-- Records to use follows --

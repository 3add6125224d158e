//! Price quote sources.
//!
//! - `source` - the `QuoteSource` trait the scan pipeline depends on
//! - `rpc` - `eth_call` implementation against Uniswap-V2-style routers
//! - `abi` - calldata/return encoding for `getAmountsOut`

pub mod abi;
pub mod error;
pub mod rpc;
pub mod source;

pub use error::*;
pub use rpc::RpcQuoteSource;
pub use source::QuoteSource;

-- Records to use concluded --

▸ Problem description: The lines to return run from the one containing "pub mod rpc;" through the last line of the records above. Give them exactly and include nothing more.

▸ Result:
pub mod rpc;
pub mod source;

pub use error::*;
pub use rpc::RpcQuoteSource;
pub use source::QuoteSource;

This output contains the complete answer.